Non‐white includes Black, Korean, Filipino, Japanese, Chinese, South Asian, South East Asian, Arab, West Asian, Latin American, and others.

From Canadian Census 2001, at the dissemination‐area level.

At baseline, participant characteristics were broadly similar across the 3 cohorts: the mean ages were ≈50 years, 45% were men, 20% were immigrants, 89% were White race, 86% were urban residents, and 16% had less than a high school diploma. Of the participants, ≈23% to 28% were smokers depending on the surveys. The neighborhood‐level socioeconomic status of the participants was also similar across the cohorts (Table 1). During follow‐up, roughly 10% of participants were diagnosed with diabetes, ≈2% developed AMI, ≈5% had a stroke, and ≈11% died from nonaccidental causes.
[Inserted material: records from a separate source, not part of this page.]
//! whole group runs with an aligner writing prepared psl files

use std::collections::VecDeque;
use std::fs;
use std::path::{Path, PathBuf};

use contigmatch::align::{read_psl_hits, Aligner, AlignmentHit};
use contigmatch::pipeline::ContigMatcher;
use contigmatch::utils::RunParams;
use contigmatch::{ContigMatchError, Result};
use tempfile::TempDir;

const PSL_HEADER: &str = "psLayout version 3\n\nmatch\tmis-\trep.\tN's\tQ gap\tQ gap\tT gap\tT gap\tstrand\tQ\tQ\tQ\tQ\tT\tT\tT\tT\tblock\tblockSizes\tqStarts\ttStarts\n     \tmatch\tmatch\t   \tcount\tbases\tcount\tbases\t      \tname\tsize\tstart\tend\tname\tsize\tstart\tend\tcount\n---------------------------------------------------------------------------------------------------------------------------------------------------------------\n";

fn psl_row(qname : &str, qsize : usize, tname : &str, tsize : usize) -> String {
    let m = qsize.min(tsize);
    format!(
        "{m}\t0\t0\t0\t0\t0\t0\t0\t+\t{qname}\t{qsize}\t0\t{m}\t{tname}\t{tsize}\t0\t{m}\t1\t{m},\t0,\t0,\n"
    )
}

/// writes one prepared psl per call, records calls
struct ScriptedAligner {
    outputs : VecDeque<Vec<String>>,
    calls : Vec<(PathBuf, PathBuf, PathBuf)>,
}

impl ScriptedAligner {
    fn new(outputs: Vec<Vec<String>>) -> Self {
        ScriptedAligner {
            outputs: outputs.into(),
            calls: Vec::new(),
        }
    }
}

impl Aligner for ScriptedAligner {
    fn align(&mut self, reference: &Path, query: &Path, output: &Path) -> Result<Vec<AlignmentHit>> {
        self.calls
            .push((reference.to_path_buf(), query.to_path_buf(), output.to_path_buf()));
        let rows = self.outputs.pop_front().unwrap_or_default();
        let mut text = String::from(PSL_HEADER);
        for row in rows {
            text.push_str(&row);
        }
        fs::write(output, text).unwrap();
        read_psl_hits(output)
    }
}

/// an aligner that always fails
struct BrokenAligner;

impl Aligner for BrokenAligner {
    fn align(&mut self, _reference: &Path, _query: &Path, _output: &Path) -> Result<Vec<AlignmentHit>> {
        Err(ContigMatchError::AlignerFailed {
            command: String::from("blat"),
            status: String::from("exit status: 255"),
        })
    }
}

fn seq(base : char, len : usize) -> String {
    std::iter::repeat(base).take(len).collect()
}

fn write_sample(assembly : &Path, sample : &str, records : &[(&str, String)]) {
    let dir = assembly.join(format!("{}-21", sample));
    fs::create_dir_all(&dir).unwrap();
    let mut text = String::new();
    for (name, s) in records {
        text.push_str(&format!(">{}\n{}\n", name, s));
    }
    fs::write(dir.join("contigs-afg.fa"), text).unwrap();
} // end of write_sample

/// samples A, B, C. A contig 1 (100), B contig 5 (120), C contig 9 (90) and 7 (60)
fn setup() -> (TempDir, RunParams) {
    let tmp = TempDir::new().unwrap();
    let assembly = tmp.path().join("03-Assembly");
    write_sample(&assembly, "A", &[("NODE_1_length_100_cov_10.0", seq('A', 100))]);
    write_sample(&assembly, "B", &[("NODE_5_length_120_cov_10.0", seq('C', 120))]);
    write_sample(
        &assembly,
        "C",
        &[
            ("NODE_7_length_60_cov_10.0", seq('T', 60)),
            ("NODE_9_length_90_cov_10.0", seq('G', 90)),
        ],
    );
    let mut params = RunParams::default();
    params.assembly_dir = assembly;
    params.outdir = tmp.path().join("04-Quants");
    params.group = String::from("G");
    params.kmer = 21;
    params.samples = vec![String::from("A"), String::from("B"), String::from("C")];
    (tmp, params)
}

#[test]
fn row_excluded_when_a_sample_misses() {
    let (_tmp, mut params) = setup();
    params.all_rows = true;
    let aligner = ScriptedAligner::new(vec![
        vec![psl_row("NODE_5_length_120_cov_10.0", 120, "NODE_1_length_100_cov_10.0", 100)],
        vec![],
    ]);
    let mut matcher = ContigMatcher::new(params, aligner).unwrap();
    let summary = matcher.run().unwrap();
    assert_eq!(summary.report.nb_common, 1);
    assert_eq!(summary.report.nb_complete, 0);
    assert_eq!(fs::read_to_string(&summary.table_path).unwrap(), "CID\tA\tB\tC\n");
    assert_eq!(fs::read_to_string(&summary.fasta_path).unwrap(), "");
    let all = fs::read_to_string(matcher.get_layout().all_rows_table_path()).unwrap();
    assert_eq!(all, "CID\tA\tB\tC\n000001\t1\t5\tNF\n");
}

#[test]
fn row_reported_when_all_samples_match() {
    let (_tmp, params) = setup();
    let aligner = ScriptedAligner::new(vec![
        vec![psl_row("NODE_5_length_120_cov_10.0", 120, "NODE_1_length_100_cov_10.0", 100)],
        vec![
            psl_row("NODE_9_length_90_cov_10.0", 90, "NODE_000001", 120),
            // second hit of the same query contig is ignored
            psl_row("NODE_9_length_90_cov_10.0", 90, "NODE_000001", 120),
        ],
    ]);
    let mut matcher = ContigMatcher::new(params, aligner).unwrap();
    let summary = matcher.run().unwrap();
    //
    assert_eq!(summary.passes.len(), 2);
    assert_eq!(summary.passes[1].nb_duplicates, 1);
    assert_eq!(summary.report.nb_complete, 1);
    assert_eq!(
        fs::read_to_string(&summary.table_path).unwrap(),
        "CID\tA\tB\tC\n000001\t1\t5\t9\n"
    );
    assert_eq!(
        fs::read_to_string(&summary.fasta_path).unwrap(),
        format!(">CNODE_000001\n{}\n", seq('C', 120))
    );
    // parameters of the run are kept with outputs
    assert!(matcher.get_layout().get_group_dir().join("parameters.json").exists());
}

#[test]
fn later_passes_align_on_consolidated_fasta() {
    let (_tmp, params) = setup();
    let target_fasta = params.assembly_dir.join("A-21").join("contigs-afg.fa");
    let aligner = ScriptedAligner::new(vec![
        vec![psl_row("NODE_5", 120, "NODE_1", 100)],
        vec![psl_row("NODE_9", 90, "NODE_000001", 120)],
    ]);
    let mut matcher = ContigMatcher::new(params, aligner).unwrap();
    matcher.run().unwrap();
    let layout = matcher.get_layout().clone();
    let calls = &matcher_aligner_calls(matcher);
    assert_eq!(calls.len(), 2);
    assert_eq!(calls[0].0, target_fasta);
    assert_eq!(calls[0].2, layout.alignment_path(1));
    assert_eq!(calls[1].0, layout.build_fasta_path());
    assert_eq!(calls[1].2, layout.alignment_path(2));
    assert!(layout.alignment_path(2).exists());
}

fn matcher_aligner_calls(matcher: ContigMatcher<ScriptedAligner>) -> Vec<(PathBuf, PathBuf, PathBuf)> {
    matcher.into_aligner().calls
}

#[test]
fn aligner_failure_aborts_run() {
    let (_tmp, params) = setup();
    let mut matcher = ContigMatcher::new(params, BrokenAligner).unwrap();
    let res = matcher.run();
    assert!(matches!(res, Err(ContigMatchError::AlignerFailed { .. })));
    assert!(!matcher.get_layout().table_path().exists());
}

#[test]
fn missing_sample_file_aborts_before_any_output() {
    let (_tmp, mut params) = setup();
    params.samples.push(String::from("D"));
    let mut matcher = ContigMatcher::new(params, ScriptedAligner::new(vec![])).unwrap();
    let res = matcher.run();
    assert!(matches!(res, Err(ContigMatchError::MissingInput(_))));
    assert!(!matcher.get_layout().get_group_dir().exists());
}

#[test]
fn single_sample_rejected() {
    let (_tmp, mut params) = setup();
    params.samples.truncate(1);
    let res = ContigMatcher::new(params, BrokenAligner);
    assert!(matches!(res, Err(ContigMatchError::TooFewSamples(1))));
}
Overall, compared with the entire cohorts, participants who were diagnosed with any of the 3 conditions or who died during follow‐up were older and were more likely to be immigrants, have low education, have a history of smoking, and live in the lowest income neighborhoods.

Main Analysis

The associations between PM2.5, mediators, and nonaccidental deaths estimated by rate differences using Aalen additive hazard models are presented in Table 2. After adjusting for all covariates, every 10 μg/m3 increase in exposure to PM2.5 was associated with 1.51 to 1.76 excess deaths for every 1000 person‐years, depending on the analytical cohort investigated.

Table 2.

Rate Differences and 95% CIs for the Associations Between PM2.5, Nonaccidental Deaths, and Selected Mediators

Model* Rate difference (95% CI)
Mediators: incidence of diabetes and AMI
Outcome model
Association between PM2.5 and deaths 1.76 (0.88 to 2.64)
Association between incident diabetes and deaths 4.32 (3.39 to 5.25)
Association between incident AMI and deaths 40.04 (35.93 to 44.15)
Association of the interaction between diabetes and AMI with deaths 59.53 (45.67 to 73.40)
Mediator model
Association between PM2.5 and incident diabetes 1.95 (1.06 to 2.84)
Association between PM2.5 and incident AMI 0.55 (0.18 to 0.93)
Association between PM2.5 and the interaction between diabetes and AMI 0.10 (−0.05 to 0.24)
Mediators: incidence of diabetes and stroke
Outcome model
Association between PM2.5 and deaths 1.61 (0.75 to 2.47)
Association between incident diabetes and deaths 4.67 (3.76 to 5.58)
Association between incident stroke and deaths 54.02 (51.10 to 57.31)
Association of the interaction between diabetes and stroke with deaths 59.50 (49.28 to 69.35)
Mediator model
Association between PM2.5 and incident diabetes 2.12 (1.23 to 3.02)
Association between PM2.5 and incident stroke 0.51 (−0.07 to 1.10)
Association between PM2.5 and the interaction between diabetes and stroke 0.16 (−0.03 to 0.34)
Mediators: incidence of diabetes and cardiovascular events
Outcome model
Association between PM2.5 and deaths 1.51 (0.65 to 2.37)
Association between incident diabetes and deaths 4.33 (3.44 to 5.22)
Association between incident cardiovascular events and deaths 47.23 (44.90 to 49.64)
Association of the interaction between diabetes and cardiovascular events with deaths 53.40 (45.26 to 61.69)
Mediator model
Association between PM2.5 and incident diabetes 1.98 (1.09 to 2.87)
Association between PM2.5 and incident cardiovascular events 0.97 (0.29 to 1.65)
Association between PM2.5 and the interaction between diabetes and cardiovascular events 0.16 (−0.06 to 0.38)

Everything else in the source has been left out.